Oganpazan – Ano passado você saiu do grupo e começou o empreendimento do Larica’s Trevor, o que é isso?
Trevo – Nós aqui da cena artística baiana sabemos de todas as dificuldades que é viver/sobreviver do que tanto gostamos de fazer, é muito difícil ser um criador de arte e ao mesmo tempo se manter quando não se parte de um berço de ouro, então abri o meu próprio negócio, o Larica’s Trevor no bairro da Boa Vista de São Caetano, onde moro. O Larica’s é uma lanchonete onde vendemos salgados fritos na hora, fonte de sustento minha e de Adriele, minha companheira, que também toca o negócio junto comigo. Quando estava na Underismo já tinha o empreendimento, inclusive recebi ajuda do grupo para inicia-lo.
Oganpazan – Também no ano passado você anunciou em seu instagram que não faria mais música. Fala um pouco desse momento e porque desse anúncio
Trevo – Me considero um tanto inconstante e expressivo… A mesma sensibilidade que me serve de ferramenta para minhas criações, onde capto coisas externas e transformo a partir do meu eu, meu ponto de vista, também me leva a lugares inimagináveis internamente, dentre eles alguns momentos de angústia em que passei na caminhada, um dos picos foi momentos antes da minha saída da Underismo, ao tocar em espaços do Pelourinho onde a presença ancestral é bem impactante, onde muitos dos nossos foram massacrados pelos brancos, me peguei chorando enquanto voltava pra casa depois de shows incríveis, corpo aberto, banzo… Tudo isso me levou a anunciar isso nesse contexto desesperador desse momento.

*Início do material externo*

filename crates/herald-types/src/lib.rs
pub mod api;
pub mod events;
pub mod models;
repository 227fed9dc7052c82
//! Subscriber Registry: the durable keyed store of subscription records.
//!
//! All mutation goes through `upsert_subscriber`, which applies a pure
//! mutator to the current record (or a fresh default) inside one
//! transaction — no caller ever reads then writes as two steps. The free
//! functions over `&Connection` exist so the token service can compose a
//! registry mutation with a token check-and-set in a single transaction.

use herald_types::models::SubscriberRecord;
use rusqlite::{Connection, OptionalExtension};
use tracing::debug;

use crate::models::SubscriberRow;
use crate::{Database, StoreError};

impl Database {
    pub fn subscriber(&self, chat_id: i64) -> Result<SubscriberRecord, StoreError> {
        self.with_conn(|conn| load_subscriber(conn, chat_id))?
            .ok_or(StoreError::NotFound)
    }

    /// Apply `mutate` to the stored record (or a fresh default) and persist
    /// the result atomically. Returns the record as persisted.
    pub fn upsert_subscriber<F>(&self, chat_id: i64, mutate: F) -> Result<SubscriberRecord, StoreError>
    where
        F: FnOnce(SubscriberRecord) -> SubscriberRecord,
    {
        self.with_tx(|tx| {
            let current =
                load_subscriber(tx, chat_id)?.unwrap_or_else(|| SubscriberRecord::new(chat_id));
            let next = mutate(current);
            store_subscriber(tx, &next)?;
            Ok(next)
        })
    }

    /// Like `upsert_subscriber`, but never creates: preference commands may
    /// only touch records that already exist. `NotFound` when there is no
    /// record for `chat_id`.
    pub fn update_subscriber<F>(&self, chat_id: i64, mutate: F) -> Result<SubscriberRecord, StoreError>
    where
        F: FnOnce(SubscriberRecord) -> SubscriberRecord,
    {
        self.with_tx(|tx| {
            let current = load_subscriber(tx, chat_id)?.ok_or(StoreError::NotFound)?;
            let next = mutate(current);
            store_subscriber(tx, &next)?;
            Ok(next)
        })
    }

    pub fn delete_subscriber(&self, chat_id: i64) -> Result<(), StoreError> {
        let removed = self.with_conn(|conn| remove_subscriber(conn, chat_id))?;
        if removed {
            debug!("Deleted subscriber {chat_id}");
            Ok(())
        } else {
            Err(StoreError::NotFound)
        }
    }

    /// Visit every subscriber record. Enumeration order is unspecified.
    pub fn for_each_subscriber<F>(&self, mut visit: F) -> Result<(), StoreError>
    where
        F: FnMut(&SubscriberRecord),
    {
        self.with_conn(|conn| {
            let mut stmt = conn.prepare(
                "SELECT chat_id, language, notify_mode, mute_mode, muted_usernames,
                        noon_enabled, linked_username, created_at
                 FROM subscribers",
            )?;

            let rows = stmt.query_map([], row_to_subscriber)?;
            for row in rows {
                visit(&SubscriberRecord::try_from(row?)?);
            }
            Ok(())
        })
    }
}

pub fn load_subscriber(
    conn: &Connection,
    chat_id: i64,
) -> Result<Option<SubscriberRecord>, StoreError> {
    let row = conn
        .query_row(
            "SELECT chat_id, language, notify_mode, mute_mode, muted_usernames,
                    noon_enabled, linked_username, created_at
             FROM subscribers WHERE chat_id = ?1",
            [chat_id],
            row_to_subscriber,
        )
        .optional()?;

    row.map(SubscriberRecord::try_from).transpose()
}

pub fn store_subscriber(conn: &Connection, record: &SubscriberRecord) -> Result<(), StoreError> {
    let row = SubscriberRow::try_from(record)?;
    conn.execute(
        "INSERT OR REPLACE INTO subscribers
            (chat_id, language, notify_mode, mute_mode, muted_usernames,
             noon_enabled, linked_username, created_at)
         VALUES (?1, ?2, ?3, ?4, ?5, ?6, ?7, ?8)",
        rusqlite::params![
            row.chat_id,
            row.language,
            row.notify_mode,
            row.mute_mode,
            row.muted_usernames,
            row.noon_enabled,
            row.linked_username,
            row.created_at,
        ],
    )?;
    Ok(())
}

/// Returns whether a row was actually removed.
pub fn remove_subscriber(conn: &Connection, chat_id: i64) -> Result<bool, StoreError> {
    let changed = conn.execute("DELETE FROM subscribers WHERE chat_id = ?1", [chat_id])?;
    Ok(changed > 0)
}

fn row_to_subscriber(row: &rusqlite::Row<'_>) -> rusqlite::Result<SubscriberRow> {
    Ok(SubscriberRow {
        chat_id: row.get(0)?,
        language: row.get(1)?,
        notify_mode: row.get(2)?,
        mute_mode: row.get(3)?,
        muted_usernames: row.get(4)?,
        noon_enabled: row.get(5)?,
        linked_username: row.get(6)?,
        created_at: row.get(7)?,
    })
}

#[cfg(test)]
mod tests {
    use herald_types::models::{MuteMode, NotifyMode};

    use super::*;

    #[test]
    fn upsert_creates_with_defaults() {
        let db = Database::open_in_memory().unwrap();

        let record = db.upsert_subscriber(42, |r| r).unwrap();
        assert_eq!(record.chat_id, 42);
        assert_eq!(record.notify_mode, NotifyMode::All);
        assert_eq!(record.mute_mode, MuteMode::Blocklist);
        assert!(!record.noon_enabled);
        assert!(record.linked_username.is_none());

        let loaded = db.subscriber(42).unwrap();
        assert_eq!(loaded, record);
    }

    #[test]
    fn upsert_mutates_existing_record() {
        let db = Database::open_in_memory().unwrap();
        db.upsert_subscriber(7, |r| r).unwrap();

        db.upsert_subscriber(7, |mut r| {
            r.notify_mode = NotifyMode::JoinOnly;
            r.muted_usernames.insert("bob".to_string());
            r
        })
        .unwrap();

        let loaded = db.subscriber(7).unwrap();
        assert_eq!(loaded.notify_mode, NotifyMode::JoinOnly);
        assert!(loaded.muted_usernames.contains("bob"));
    }

    #[test]
    fn update_mutates_but_never_creates() {
        let db = Database::open_in_memory().unwrap();

        let missing = db.update_subscriber(5, |mut r| {
            r.noon_enabled = true;
            r
        });
        assert!(matches!(missing, Err(StoreError::NotFound)));
        assert!(matches!(db.subscriber(5), Err(StoreError::NotFound)));

        db.upsert_subscriber(5, |r| r).unwrap();
        db.update_subscriber(5, |mut r| {
            r.mute_mode = MuteMode::Allowlist;
            r
        })
        .unwrap();
        assert_eq!(db.subscriber(5).unwrap().mute_mode, MuteMode::Allowlist);
    }

    #[test]
    fn get_missing_subscriber_is_not_found() {
        let db = Database::open_in_memory().unwrap();
        assert!(matches!(db.subscriber(1), Err(StoreError::NotFound)));
    }

    #[test]
    fn delete_twice_leaves_nothing_behind() {
        let db = Database::open_in_memory().unwrap();
        db.upsert_subscriber(9, |r| r).unwrap();

        db.delete_subscriber(9).unwrap();
        assert!(matches!(db.delete_subscriber(9), Err(StoreError::NotFound)));
        assert!(matches!(db.subscriber(9), Err(StoreError::NotFound)));
    }

    #[test]
    fn for_each_visits_all_records() {
        let db = Database::open_in_memory().unwrap();
        for id in [1, 2, 3] {
            db.upsert_subscriber(id, |r| r).unwrap();
        }

        let mut seen = Vec::new();
        db.for_each_subscriber(|r| seen.push(r.chat_id)).unwrap();
        seen.sort();
        assert_eq!(seen, vec![1, 2, 3]);
    }
}
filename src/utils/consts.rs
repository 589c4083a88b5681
/// Width of every bit-string token, as printed by `std::bitset<16>`
pub const INPUT_BIT_WIDTH: usize = 16;

/// 日志级别（可被 RUST_LOG 覆盖）
pub const LOG_LEVEL: &str = "info";

/// Default `--header_mode` label
pub const DEFAULT_HEADER_MODE: &str = "implicit";

/// Default `--ldr` label (low data rate off)
pub const DEFAULT_LDR: &str = "";

// ============================================================================
// Artifact naming
// ============================================================================

/// Prefix of the emitted C array name
pub const DECLARATION_PREFIX: &str = "whitening_sequence_sf";

/// Middle part of the output file name: sf<ppm>_whitening_declaration_<mode>.txt
pub const OUTPUT_FILE_STEM: &str = "_whitening_declaration_";

/// Output file extension
pub const OUTPUT_FILE_EXT: &str = "txt";

/// C element type of the declaration
pub const DECLARATION_TYPE: &str = "const unsigned short";

/// Hex digits per literal (u16)
pub const HEX_DIGITS: usize = 4;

Oganpazan – Vivemos uma realidade adoecedora sobre diversos aspectos, inclusive nessa carga histórica que vivenciamos no presente com toda “herança” de mecanismo oriundos do longo período da escravidão. Qual a importância de falarmos sobre saúde mental com os nossos em nossas quebradas?

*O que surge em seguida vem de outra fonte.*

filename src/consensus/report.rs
use serde::Serialize;
use std::fs;
use std::path::Path;
use tracing::info;

use super::emitter::hex_literal;
use super::engine::VoteStats;
use crate::error::{ConsensusError, Result};

/// JSON summary of one run, written with `--report`
#[derive(Debug, Clone, Serialize)]
pub struct RunReport {
    pub input: String,
    pub ppm: usize,
    pub header_mode: String,
    pub ldr: String,
    pub observations: usize,
    pub effective_length: usize,
    pub truncated_observations: usize,
    pub declaration_name: String,
    pub output_file: String,
    pub values: Vec<String>,
    pub stats: VoteStats,
}

impl RunReport {
    pub fn hex_values(values: &[u16]) -> Vec<String> {
        values.iter().map(|&v| hex_literal(v)).collect()
    }

    pub fn save(&self, path: &Path) -> Result<()> {
        let to_report_err = |reason: String| ConsensusError::Report {
            path: path.to_path_buf(),
            reason,
        };

        let json = serde_json::to_string_pretty(self)
            .map_err(|e| to_report_err(e.to_string()))?;
        fs::write(path, json + "\n").map_err(|e| to_report_err(e.to_string()))?;

        info!("Report saved to: {}", path.display());
        Ok(())
    }
}

#[cfg(test)]
mod tests {
    use super::*;

    #[test]
    fn test_report_fields() {
        let report = RunReport {
            input: "caps.txt".to_string(),
            ppm: 7,
            header_mode: "explicit".to_string(),
            ldr: String::new(),
            observations: 3,
            effective_length: 2,
            truncated_observations: 1,
            declaration_name: "whitening_sequence_sf7__explicit".to_string(),
            output_file: "sf7_whitening_declaration_explicit.txt".to_string(),
            values: RunReport::hex_values(&[0x12, 0x7f]),
            stats: VoteStats {
                unanimous: 10,
                majority: 3,
                tied: 1,
            },
        };

        let value = serde_json::to_value(&report).unwrap();
        assert_eq!(value["ppm"], 7);
        assert_eq!(value["values"][1], "0x007f");
        assert_eq!(value["stats"]["tied"], 1);
        assert_eq!(value["truncated_observations"], 1);
    }
}
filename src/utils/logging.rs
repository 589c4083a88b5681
use tracing_subscriber::{EnvFilter, fmt};

use crate::utils::consts::LOG_LEVEL;

/// Install the global subscriber. `RUST_LOG` wins over [`LOG_LEVEL`].
pub fn init_logging() {
    let env_filter = EnvFilter::try_from_default_env()
        .unwrap_or_else(|_| EnvFilter::new(LOG_LEVEL));

    fmt()
        .with_env_filter(env_filter)
        .with_target(false)
        .with_level(true)
        .compact()
        .with_writer(std::io::stdout)
        .init();
}
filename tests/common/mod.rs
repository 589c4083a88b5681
#![allow(dead_code)]

use std::fs;
use std::path::PathBuf;
use tempfile::TempDir;

pub struct TestEnv {
    pub tmp: TempDir,
}

impl TestEnv {
    pub fn new() -> Self {
        Self {
            tmp: TempDir::new().expect("create temp dir"),
        }
    }

    pub fn path(&self, name: &str) -> PathBuf {
        self.tmp.path().join(name)
    }

    /// Write an input file and return its path
    pub fn input(&self, name: &str, contents: &str) -> PathBuf {
        let path = self.path(name);
        fs::write(&path, contents).expect("write input");
        path
    }

    pub fn read(&self, name: &str) -> String {
        fs::read_to_string(self.path(name)).expect("read output")
    }
}

/// `std::bitset<16>` text of `value`
pub fn bits(value: u16) -> String {
    format!("{:016b}", value)
}

/// One input line: label followed by the words
pub fn line(label: usize, words: &[u16]) -> String {
    let mut out = label.to_string();
    for &w in words {
        out.push(' ');
        out.push_str(&bits(w));
    }
    out.push('\n');
    out
}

Trevo – Eu como homem negro e de periferia sinto um alívio muito grande em ter o direito de poder chorar e poder discutir sobre minhas fragilidades. É naturalizado entre nós o pensamento de que precisamos ser fortes e “aguentar”, é de extrema necessidade levar esse alívio para os nossos, essa fantasia que criaram pra nós gera revolta, gera angústia e nos adoece, cito Mano Brown quando penso nesses fatos: “Duas vezes melhor como? Quem foi o pilantra que inventou isso aí? Acorda pra vida rapaz!”. Só pude ir no psicólogo quando chegou ao extremo de uma coordenadora do colégio em que estudei chamar os meus pais pra conversar sobre o meu comportamento depressivo, antes disso as minhas dores eram consideradas uma “frescura”, os meus pais também não puderam ter esse amparo e isso só vai passando de geração em geração enquanto os brancos gozam de toda a assistência desde sempre.

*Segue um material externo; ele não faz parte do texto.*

pub mod consts;
pub mod logging;
use std::fmt;
use std::path::PathBuf;

use crate::error::{ConsensusError, Result};
use crate::utils::consts::{DEFAULT_HEADER_MODE, DEFAULT_LDR, INPUT_BIT_WIDTH};

/// Spreading factor, i.e. the number of low-order bits voted on per symbol.
///
/// Always within `1..=INPUT_BIT_WIDTH`.
#[derive(Debug, Clone, Copy, PartialEq, Eq)]
pub struct Ppm(u8);

impl Ppm {
    pub fn new(value: u32) -> Result<Self> {
        if value == 0 || value as usize > INPUT_BIT_WIDTH {
            return Err(ConsensusError::Parameter { ppm: value });
        }
        Ok(Self(value as u8))
    }

    pub fn bits(self) -> usize {
        self.0 as usize
    }

    /// Mask covering the significant bits
    pub fn mask(self) -> u16 {
        if self.bits() == INPUT_BIT_WIDTH {
            u16::MAX
        } else {
            (1u16 << self.0) - 1
        }
    }
}

impl fmt::Display for Ppm {
    fn fmt(&self, f: &mut fmt::Formatter<'_>) -> fmt::Result {
        write!(f, "{}", self.0)
    }
}

/// Everything a single run needs, already validated.
#[derive(Clone, Debug)]
pub struct RunConfig {
    pub input: PathBuf,
    pub ppm: Ppm,
    pub header_mode: String,     // free-form, e.g. explicit / implicit
    pub ldr: String,             // free-form, declaration name only
    pub output_dir: PathBuf,
    pub report: Option<PathBuf>,
    pub show_progress: bool,
}

impl RunConfig {
    /// Builds a config with default labels. Fails on an out-of-range `ppm`
    /// before anything touches the filesystem.
    pub fn new(input: impl Into<PathBuf>, ppm: u32) -> Result<Self> {
        Ok(Self {
            input: input.into(),
            ppm: Ppm::new(ppm)?,
            header_mode: DEFAULT_HEADER_MODE.to_string(),
            ldr: DEFAULT_LDR.to_string(),
            output_dir: PathBuf::from("."),
            report: None,
            show_progress: false,
        })
    }

    pub fn with_header_mode(mut self, header_mode: impl Into<String>) -> Self {
        self.header_mode = header_mode.into();
        self
    }

    pub fn with_ldr(mut self, ldr: impl Into<String>) -> Self {
        self.ldr = ldr.into();
        self
    }

    pub fn with_output_dir(mut self, dir: impl Into<PathBuf>) -> Self {
        self.output_dir = dir.into();
        self
    }

    pub fn with_report(mut self, report: Option<PathBuf>) -> Self {
        self.report = report;
        self
    }

    pub fn with_progress(mut self, show: bool) -> Self {
        self.show_progress = show;
        self
    }
}

#[cfg(test)]
mod tests {
    use super::*;

    #[test]
    fn test_ppm_range() {
        assert!(matches!(
            Ppm::new(0),
            Err(ConsensusError::Parameter { ppm: 0 })
        ));
        assert!(matches!(
            Ppm::new(17),
            Err(ConsensusError::Parameter { ppm: 17 })
        ));
        assert_eq!(Ppm::new(1).unwrap().bits(), 1);
        assert_eq!(Ppm::new(16).unwrap().bits(), 16);
    }

    #[test]
    fn test_ppm_mask() {
        assert_eq!(Ppm::new(1).unwrap().mask(), 0x0001);
        assert_eq!(Ppm::new(7).unwrap().mask(), 0x007f);
        assert_eq!(Ppm::new(12).unwrap().mask(), 0x0fff);
        assert_eq!(Ppm::new(16).unwrap().mask(), 0xffff);
    }

    #[test]
    fn test_run_config_defaults() {
        let config = RunConfig::new("in.txt", 8).unwrap();
        assert_eq!(config.header_mode, "implicit");
        assert_eq!(config.ldr, "");
        assert_eq!(config.output_dir, PathBuf::from("."));
        assert!(config.report.is_none());

        assert!(RunConfig::new("in.txt", 20).is_err());
    }
}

Oganpazan – Uns dois meses atrás mais ou menos você publicou nos seus stories uma vaquinha para o financiamento coletivo de um novo EP de… Pagodão! Acredito que muitos não sabiam dessa sua vertente. Porque não seguir com o rap onde você já tem um nome e uma trajetória, porque caminhar pro pagodão? Por questões mercadológicas ou existem outras motivações? Explica isso pra gente.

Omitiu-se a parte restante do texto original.